It is estimated that there were about 3,000 roundhouse sites in the United States, although at least three times that number were built between 1840 and 1950, since many were torn down and rebuilt as locomotives became increasingly larger.  Although the United Kingdom was home to the earliest roundhouse (1837), the US was not far behind, with several being built around 1840 for the earliest railroads. It is likely that the first in the US was built by the Baltimore and Ohio at Mt. Clare (Baltimore), although this cannot be confirmed because early records have been lost. Early roundhouses, especially those built in cold climates, were fully enclosed with the turntable under cover as well as the stalls. Once locomotives became too large to fit in these structures, they were torn down and replaced with "donut" shaped structures that surrounded an open turntable. Although some roundhouses used by Class 1 railroads were built as a full-circle with as many as 52 stalls, the vast majority were only part of a circle with 12 or fewer stalls.
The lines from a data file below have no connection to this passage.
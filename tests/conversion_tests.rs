//! Conversion Tests
//!
//! Record descriptions in, schema objects out: name overrides, scalar hints,
//! list wrapping, nesting and failure propagation.

use std::collections::HashMap;

use graphql_schema_builder::{
    convert, convert_type, describe_record, AnnotationFault, Converter, ConverterConfig,
    DescribeType, RecordDescriptor, RecordRef, ScalarKind, SchemaError, SchemaType, TypeRef,
};

describe_record! {
    #[allow(dead_code)]
    #[derive(Debug, Clone)]
    pub struct Todo {
        pub task: String => "type=string",
        pub done: bool => "type=bool",
        pub end: chrono::DateTime<chrono::Utc> => "type=time",
    }
}

describe_record! {
    #[allow(dead_code)]
    #[derive(Debug, Clone)]
    pub struct Board {
        pub title: String => "type=string,name=Title",
        pub tags: Vec<String> => "type=string",
        pub scores: Vec<u32> => "type=int",
        pub todos: Vec<Todo>,
        pub pinned: Option<Todo>,
        pub created: chrono::NaiveDateTime,
    }
}

describe_record! {
    #[allow(dead_code)]
    pub struct Lookup {
        pub index: HashMap<String, i64> => "type=int",
    }
}

describe_record! {
    #[allow(dead_code)]
    pub struct Grid {
        pub cells: Vec<Vec<f64>> => "type=float",
    }
}

fn scalar(kind: ScalarKind) -> SchemaType {
    SchemaType::Scalar(kind)
}

// =============================================================================
// Scalars and Names
// =============================================================================

#[test]
fn test_missing_annotation_fails_naming_field() {
    let record = RecordDescriptor::new("Simple").field("FirstName", String::type_ref());
    let err = convert(&record).unwrap_err();

    match err {
        SchemaError::MissingOrInvalidTypeAnnotation { field, fault } => {
            assert_eq!(field, "FirstName");
            assert_eq!(fault, AnnotationFault::Missing);
        }
        other => panic!("Expected MissingOrInvalidTypeAnnotation, got {:?}", other),
    }
}

#[test]
fn test_name_override_and_bool() {
    let record = RecordDescriptor::new("Todo")
        .annotated("Task", String::type_ref(), "type=string,name=Action")
        .annotated("Done", bool::type_ref(), "type=bool");

    let object = convert(&record).unwrap();
    assert_eq!(object.name, "Todo");
    assert_eq!(object.len(), 2);
    assert_eq!(object.field("Action").unwrap().ty, scalar(ScalarKind::String));
    assert_eq!(object.field("Done").unwrap().ty, scalar(ScalarKind::Boolean));
    assert!(object.field("Task").is_none());
}

#[test]
fn test_every_scalar_hint() {
    let cases = [
        ("string", ScalarKind::String),
        ("bool", ScalarKind::Boolean),
        ("float", ScalarKind::Float),
        ("int", ScalarKind::Int),
        ("time", ScalarKind::DateTime),
    ];

    for (hint, kind) in cases {
        let record = RecordDescriptor::new("Single").annotated(
            "value",
            String::type_ref(),
            format!("type={}", hint),
        );
        let object = convert(&record).unwrap();
        assert_eq!(object.len(), 1, "hint {}", hint);
        assert_eq!(object.field("value").unwrap().ty, scalar(kind), "hint {}", hint);
    }
}

#[test]
fn test_unknown_annotation_keys_are_ignored() {
    let record = RecordDescriptor::new("Item").annotated(
        "price",
        f64::type_ref(),
        "deprecated=yes,type=float,broken,name=Price",
    );
    let object = convert(&record).unwrap();
    assert_eq!(object.field_names(), vec!["Price"]);
}

#[test]
fn test_name_collision_last_write_wins() {
    let record = RecordDescriptor::new("Clash")
        .annotated("a", String::type_ref(), "type=string,name=Value")
        .annotated("b", i64::type_ref(), "type=int,name=Value");

    let object = convert(&record).unwrap();
    assert_eq!(object.len(), 1);
    assert_eq!(object.field("Value").unwrap().ty, scalar(ScalarKind::Int));
}

// =============================================================================
// Lists and Nesting
// =============================================================================

#[test]
fn test_list_of_scalars() {
    let record = RecordDescriptor::new("Simple").annotated(
        "Tags",
        Vec::<String>::type_ref(),
        "type=string",
    );
    let object = convert(&record).unwrap();
    assert_eq!(
        object.field("Tags").unwrap().ty,
        SchemaType::list(scalar(ScalarKind::String))
    );
}

#[test]
fn test_list_of_records() {
    let record = RecordDescriptor::new("Simple").field("Todos", Vec::<Todo>::type_ref());
    let object = convert(&record).unwrap();
    let todos = &object.field("Todos").unwrap().ty;

    assert!(todos.is_list());
    let nested = todos.as_object().unwrap();
    assert_eq!(nested.name, "Todo");
    assert_eq!(nested.field_names(), vec!["task", "done", "end"]);
    assert_eq!(nested.field("end").unwrap().ty, scalar(ScalarKind::DateTime));
}

#[test]
fn test_nested_record_needs_no_annotation() {
    let object = convert_type::<Board>().unwrap();

    assert_eq!(object.name, "Board");
    assert_eq!(
        object.field_names(),
        vec!["Title", "tags", "scores", "todos", "pinned", "created"]
    );

    let pinned = &object.field("pinned").unwrap().ty;
    assert!(matches!(pinned, SchemaType::Object(o) if o.name == "Todo"));
    assert_eq!(object.field("scores").unwrap().ty, SchemaType::list(scalar(ScalarKind::Int)));
    assert_eq!(object.field("created").unwrap().ty, scalar(ScalarKind::DateTime));
}

#[test]
fn test_nested_failure_propagates() {
    let broken = RecordDescriptor::new("Inner").field("secret", String::type_ref());
    let record = RecordDescriptor::new("Outer")
        .annotated("ok", bool::type_ref(), "type=bool")
        .field("inner", TypeRef::Record(RecordRef::inline(broken)));

    let err = convert(&record).unwrap_err();
    assert_eq!(err.field(), Some("secret"));
}

#[test]
fn test_unsupported_shapes() {
    let err = convert_type::<Lookup>().unwrap_err();
    assert!(matches!(
        err,
        SchemaError::MissingOrInvalidTypeAnnotation {
            ref field,
            fault: AnnotationFault::UnsupportedShape(ref shape),
        } if field == "index" && shape == "{String:i64}"
    ));

    let err = convert_type::<Grid>().unwrap_err();
    assert!(matches!(
        err,
        SchemaError::MissingOrInvalidTypeAnnotation {
            fault: AnnotationFault::UnsupportedShape(_),
            ..
        }
    ));
}

// =============================================================================
// Converter Behaviour
// =============================================================================

#[test]
fn test_conversion_is_deterministic() {
    let first = convert_type::<Board>().unwrap();
    let second = convert_type::<Board>().unwrap();
    assert_eq!(first, second);
    assert_eq!(first.to_sdl(), second.to_sdl());
}

#[test]
fn test_converter_shared_across_threads() {
    let converter = Converter::new(ConverterConfig::default()).unwrap();

    std::thread::scope(|scope| {
        let handles: Vec<_> = (0..4)
            .map(|_| scope.spawn(|| converter.convert_type::<Board>()))
            .collect();
        for handle in handles {
            let object = handle.join().unwrap().unwrap();
            assert_eq!(object.len(), 6);
        }
    });
}

#[test]
fn test_sdl_output() {
    let sdl = convert_type::<Board>().unwrap().to_sdl();
    assert!(sdl.starts_with("scalar DateTime\n"));
    assert!(sdl.contains("type Board {\n  Title: String\n  tags: [String]\n"));
    assert!(sdl.contains("  todos: [Todo]\n  pinned: Todo\n"));
    assert_eq!(sdl.matches("type Todo {").count(), 1);
}

mod archive {
    graphql_schema_builder::describe_record! {
        #[allow(dead_code)]
        pub struct Todo {
            pub note: String => "type=string",
        }
    }
}

describe_record! {
    #[allow(dead_code)]
    pub struct Backlog {
        pub current: Todo,
        pub archived: Vec<archive::Todo>,
    }
}

#[test]
fn test_distinct_types_sharing_a_name() {
    let object = convert_type::<Backlog>().unwrap();

    let current = object.field("current").unwrap().ty.as_object().unwrap();
    let archived = object.field("archived").unwrap().ty.as_object().unwrap();
    assert_eq!(current.name, "Todo");
    assert_eq!(archived.name, "Todo");
    assert_eq!(archived.field_names(), vec!["note"]);
}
Nearly every locomotive terminal in the country was anchored by a roundhouse, especially if a railroad owned more than a few locomotives. The largest concentration of roundhouses was in Chicago, with over 75 in and around the metropolitan region during the early 1900s.  Other cities where multiple railroads terminated or were major division points also had over 20 roundhouses, such as Boston, Cleveland, St. Louis, Sioux City, Indianapolis, and Cincinnati.
The largest "as-built" roundhouse ever constructed is believed to have been the Boston and Maine's East Sommerville roundhouse outside of Boston (today the site of the Boston Engine Terminal). It was built with stalls 112 feet (34.1 m) long, 90 of open space between the roundhouse and the turntable, and a 110-foot (33.5 m) turntable, giving it a diameter of 525 feet (160 m). However, several roundhouses were enlarged over time that eventually became larger than the one in Boston. For example, the Union Pacific roundhouse in Cheyenne, Wyoming was lengthened in 1930 to accommodate the new 4-8-8-4 "Big Boy" articulated locomotives being delivered. After the expansion it was 560 feet (170 m) in diameter and constituted a near full-circle.  A portion of this roundhouse still stands and is used by Union Pacific to store heritage rolling stock.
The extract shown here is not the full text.